#### Given records

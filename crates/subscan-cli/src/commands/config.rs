//! Effective configuration display

use std::path::Path;

use anyhow::{Context, Result};
use subscan_core::config::default_config_path;

use super::load_extractor;

pub fn cmd_config(config_path: Option<&Path>) -> Result<()> {
    let (extractor, source) = load_extractor(config_path)?;

    println!("⚙️  Extractor config: {}", source);
    if let Some(path) = default_config_path() {
        println!("   Override path: {}", path.display());
    }
    println!();

    let rendered =
        toml::to_string_pretty(extractor.config()).context("Failed to render config as TOML")?;
    print!("{}", rendered);

    Ok(())
}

########

Where the records above contain a line with "if let Some(path)", repeat that line and each later line through the end, exactly, and nothing more.

    if let Some(path) = default_config_path() {
        println!("   Override path: {}", path.display());
    }
    println!();

    let rendered =
        toml::to_string_pretty(extractor.config()).context("Failed to render config as TOML")?;
    print!("{}", rendered);

    Ok(())
}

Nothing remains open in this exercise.